Quelle politique européenne face à la Chine ?

Quelle politique européenne face à la Chine ?

Quelle sera l’attitude de l’Union européenne vis-à-vis de la montée en puissance chinoise ? 24 h après avoir discuté du Brexit, les chefs d’Etat européens se sont réunis à Bruxelles pour répondre à cette question primordiale qui engage non seulement l’actualité présente de l’Union mais également sa capacité à devenir un acteur stratégique dans le monde. Face à une Chine qui s’affirme de plus en plus sur la scène internationale, il devient en effet urgent de revoir les paradigmes qui sous-tendent la relation Bruxelles-Pékin sous peine de voir l’Europe être complètement marginalisée dans un futur proche.

L’objectif de cet article sera ainsi de dégager une stratégie réaliste pour aider l’Europe à surmonter ce « défi chinois ».

 

I) Un changement de paradigme dans la relation sino-européenne

Depuis 1975 et l’établissement de liens diplomatiques entre la communauté économique européenne et la Chine, les européens ont souvent fait preuve de naïveté, voire même d’indifférence quant à l’émergence de Pékin. Persuadés que l’ouverture économique allait renforcer le libéralisme et la démocratie, ils ont délibérément fermé les yeux sur les pratiques déloyales menées par les dirigeants chinois. En 2003 fut ainsi signé un partenariat stratégique entre les deux entités sans qu’une seule fois l’Europe ne réclame une quelconque réciprocité dans les échanges. Tandis que l’Union ouvrait en grand son marché, la Chine imposait par exemple que les entreprises européennes s’allient avec une entreprise locale dans le cadre d’une joint-venture pour accéder à son marché et au passage piller leurs technologies.
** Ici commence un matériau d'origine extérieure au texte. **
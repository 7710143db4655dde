//! Modifier names and the ANSI codes they resolve to.
//!
//! A modifier is either a text attribute or one of the eight ANSI colors in
//! one of four variants. Every modifier maps to exactly one SGR parameter:
//!
//! | Modifier | Code |
//! |----------|------|
//! | `bold`, `faint`, `italic`, `underline`, `strikethrough` | 1, 2, 3, 4, 9 |
//! | `<color>` | 30–37 |
//! | `bg-<color>` | 40–47 |
//! | `bright-<color>` | 90–97 |
//! | `bright-bg-<color>` | 100–107 |
//!
//! Colors are numbered in ANSI order: black, red, green, yellow, blue,
//! magenta, cyan, white. The reset code is 0.
//!
//! # Example
//!
//! ```rust
//! use colorize::{ModifierTable, StyleCode};
//!
//! assert_eq!(ModifierTable::resolve("bright-red").unwrap().sgr(), 91);
//! assert_eq!(ModifierTable::resolve("bg-cyan").unwrap().to_string(), "\x1b[46m");
//! assert!(ModifierTable::resolve("purple").is_none());
//! assert_eq!(StyleCode::RESET.to_string(), "\x1b[0m");
//! ```

use std::collections::HashMap;
use std::fmt;
use std::str::FromStr;

use once_cell::sync::Lazy;

use crate::error::ColorizeError;

/// A text attribute that is not a color.
#[derive(Debug, Clone, Copy, PartialEq, Eq, Hash)]
pub enum Attribute {
    Bold,
    Faint,
    Italic,
    Strikethrough,
    Underline,
}

impl Attribute {
    /// All attributes, in documentation order.
    pub const ALL: [Attribute; 5] = [
        Attribute::Bold,
        Attribute::Faint,
        Attribute::Italic,
        Attribute::Strikethrough,
        Attribute::Underline,
    ];

    /// The modifier name of this attribute.
    pub fn name(self) -> &'static str {
        match self {
            Attribute::Bold => "bold",
            Attribute::Faint => "faint",
            Attribute::Italic => "italic",
            Attribute::Strikethrough => "strikethrough",
            Attribute::Underline => "underline",
        }
    }

    fn sgr(self) -> u8 {
        match self {
            Attribute::Bold => 1,
            Attribute::Faint => 2,
            Attribute::Italic => 3,
            Attribute::Underline => 4,
            Attribute::Strikethrough => 9,
        }
    }
}

/// One of the eight base ANSI colors.
#[derive(Debug, Clone, Copy, PartialEq, Eq, Hash)]
pub enum Color {
    Black,
    Red,
    Green,
    Yellow,
    Blue,
    Magenta,
    Cyan,
    White,
}

impl Color {
    /// All colors, in ANSI order.
    pub const ALL: [Color; 8] = [
        Color::Black,
        Color::Red,
        Color::Green,
        Color::Yellow,
        Color::Blue,
        Color::Magenta,
        Color::Cyan,
        Color::White,
    ];

    /// The base modifier name of this color.
    pub fn name(self) -> &'static str {
        match self {
            Color::Black => "black",
            Color::Red => "red",
            Color::Green => "green",
            Color::Yellow => "yellow",
            Color::Blue => "blue",
            Color::Magenta => "magenta",
            Color::Cyan => "cyan",
            Color::White => "white",
        }
    }

    // Position within a 30/40/90/100 block.
    fn offset(self) -> u8 {
        self as u8
    }
}

/// A single named style directive.
#[derive(Debug, Clone, Copy, PartialEq, Eq, Hash)]
pub enum Modifier {
    /// `bold`, `faint`, ...
    Attribute(Attribute),
    /// `red`
    Foreground(Color),
    /// `bright-red`
    BrightForeground(Color),
    /// `bg-red`
    Background(Color),
    /// `bright-bg-red`
    BrightBackground(Color),
}

impl Modifier {
    /// Iterates over every known modifier: attributes first, then each color
    /// in its plain, bright, background and bright background variants.
    pub fn all() -> impl Iterator<Item = Modifier> {
        Attribute::ALL
            .into_iter()
            .map(Modifier::Attribute)
            .chain(Color::ALL.into_iter().flat_map(|color| {
                [
                    Modifier::Foreground(color),
                    Modifier::BrightForeground(color),
                    Modifier::Background(color),
                    Modifier::BrightBackground(color),
                ]
            }))
    }

    /// The style code this modifier renders as.
    pub fn code(self) -> StyleCode {
        match self {
            Modifier::Attribute(attr) => StyleCode(attr.sgr()),
            Modifier::Foreground(color) => StyleCode(30 + color.offset()),
            Modifier::Background(color) => StyleCode(40 + color.offset()),
            Modifier::BrightForeground(color) => StyleCode(90 + color.offset()),
            Modifier::BrightBackground(color) => StyleCode(100 + color.offset()),
        }
    }

    /// The canonical name, e.g. `bright-bg-green`.
    pub fn name(self) -> String {
        match self {
            Modifier::Attribute(attr) => attr.name().to_string(),
            Modifier::Foreground(color) => color.name().to_string(),
            Modifier::BrightForeground(color) => format!("bright-{}", color.name()),
            Modifier::Background(color) => format!("bg-{}", color.name()),
            Modifier::BrightBackground(color) => format!("bright-bg-{}", color.name()),
        }
    }
}

impl fmt::Display for Modifier {
    fn fmt(&self, f: &mut fmt::Formatter<'_>) -> fmt::Result {
        f.write_str(&self.name())
    }
}

impl FromStr for Modifier {
    type Err = ColorizeError;

    fn from_str(s: &str) -> Result<Self, Self::Err> {
        ModifierTable::get(s).ok_or_else(|| ColorizeError::UnknownModifier(s.trim().to_string()))
    }
}

/// An SGR parameter, rendered as `ESC [ n m`.
#[derive(Debug, Clone, Copy, PartialEq, Eq, Hash, PartialOrd, Ord)]
pub struct StyleCode(u8);

impl StyleCode {
    /// Terminates all active styling.
    pub const RESET: StyleCode = StyleCode(0);

    /// The raw SGR parameter.
    pub const fn sgr(self) -> u8 {
        self.0
    }
}

impl fmt::Display for StyleCode {
    fn fmt(&self, f: &mut fmt::Formatter<'_>) -> fmt::Result {
        write!(f, "\x1b[{}m", self.0)
    }
}

static TABLE: Lazy<HashMap<String, Modifier>> =
    Lazy::new(|| Modifier::all().map(|m| (m.name(), m)).collect());

/// Static lookup from modifier name to [`Modifier`] and [`StyleCode`].
///
/// Names are matched after trimming surrounding whitespace and are ASCII
/// case-insensitive.
pub struct ModifierTable;

impl ModifierTable {
    /// Looks up a modifier by name.
    pub fn get(name: &str) -> Option<Modifier> {
        let name = name.trim();
        match TABLE.get(name) {
            Some(modifier) => Some(*modifier),
            None => TABLE.get(&name.to_ascii_lowercase()).copied(),
        }
    }

    /// Resolves a modifier name to its style code, `None` on a miss.
    pub fn resolve(name: &str) -> Option<StyleCode> {
        Self::get(name).map(Modifier::code)
    }

    /// Number of entries (5 attributes + 8 colors × 4 variants).
    pub fn len() -> usize {
        TABLE.len()
    }

    /// Iterates over `(name, modifier)` pairs in the order of [`Modifier::all`].
    pub fn iter() -> impl Iterator<Item = (String, Modifier)> {
        Modifier::all().map(|m| (m.name(), m))
    }
}

/// An ordered list of modifiers parsed from a `;`-delimited spec.
///
/// Codes are emitted in spec order, so when two colors of the same kind
/// appear the later one wins on the terminal.
#[derive(Debug, Clone, Default, PartialEq, Eq)]
pub struct ModifierSet {
    modifiers: Vec<Modifier>,
}

impl ModifierSet {
    /// Parses a spec such as `"bold;red"`.
    ///
    /// Empty segments are ignored. Unknown names are left out of the set and
    /// returned separately, in the order they appeared.
    pub fn parse(spec: &str) -> (Self, Vec<&str>) {
        let mut modifiers = Vec::new();
        let mut unknown = Vec::new();

        for segment in spec.split(';').map(str::trim).filter(|s| !s.is_empty()) {
            match ModifierTable::get(segment) {
                Some(modifier) => modifiers.push(modifier),
                None => unknown.push(segment),
            }
        }

        (Self { modifiers }, unknown)
    }

    /// The parsed modifiers, in spec order.
    pub fn modifiers(&self) -> &[Modifier] {
        &self.modifiers
    }

    pub fn len(&self) -> usize {
        self.modifiers.len()
    }

    pub fn is_empty(&self) -> bool {
        self.modifiers.is_empty()
    }

    /// The concatenated codes of every modifier.
    pub fn prefix(&self) -> String {
        self.modifiers.iter().map(|m| m.code().to_string()).collect()
    }

    /// Wraps `text` in this set's codes and a trailing reset.
    ///
    /// The reset is appended even for an empty set.
    pub fn apply(&self, text: &str) -> String {
        format!("{}{}{}", self.prefix(), text, StyleCode::RESET)
    }
}

impl FromStr for ModifierSet {
    type Err = ColorizeError;

    /// Strict parse: the first unknown name is an error.
    fn from_str(spec: &str) -> Result<Self, Self::Err> {
        let (set, unknown) = ModifierSet::parse(spec);
        match unknown.first() {
            Some(name) => Err(ColorizeError::UnknownModifier(name.to_string())),
            None => Ok(set),
        }
    }
}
Heureusement, depuis 2016, les européens ont, semble-t-il, pris conscience de ce problème. La volonté d’introduire un « mécanisme de surveillance des investissements étrangers » par la commission fut dans cet optique un véritable tournant. Délaissant leurs postures optimistes, les européens ont donc renoué avec une posture réaliste faisant de la Chine un « rival stratégique » comme le note le dernier communiqué de presse de la commission.

Il est vrai que les actions de Pékin n’ont absolument pas confirmé les espoirs placés dans la libéralisation économique. En plus des questions de transferts de technologie et de distorsions de concurrence, la Chine mène de facto une politique agressive en mer de Chine Méridionale tandis que son projet de « nouvelles routes de la soie » est critiqué pour son aspect « hégémonique ».

Confrontés à ce nouveau défi, les européens doivent dorénavant s’accorder sur une stratégie commune qui soit à la fois plus réaliste économiquement et moins naïve stratégiquement.

 

II) Une nouvelle stratégie pour l’Europe

Au fond, dans le cadre d’un partenariat renouvelé avec la Chine, l’Europe doit absolument éviter deux écueils tout aussi périlleux l’un comme l’autre. Le premier serait de rester figé sur une vision naïve de l’émergence chinoise et ainsi de mettre de côté le défi stratégique que pose Pékin. Le second serait à l’inverse de voir dans la montée en puissance de la Chine un danger pour le monde qu’il faut à tout prix juguler comme le pensent trop souvent les élites américaines. En d’autres termes, l’Europe ne doit être à la fois ni bisounours ni va-t’en-guerre vis-à-vis de Pékin.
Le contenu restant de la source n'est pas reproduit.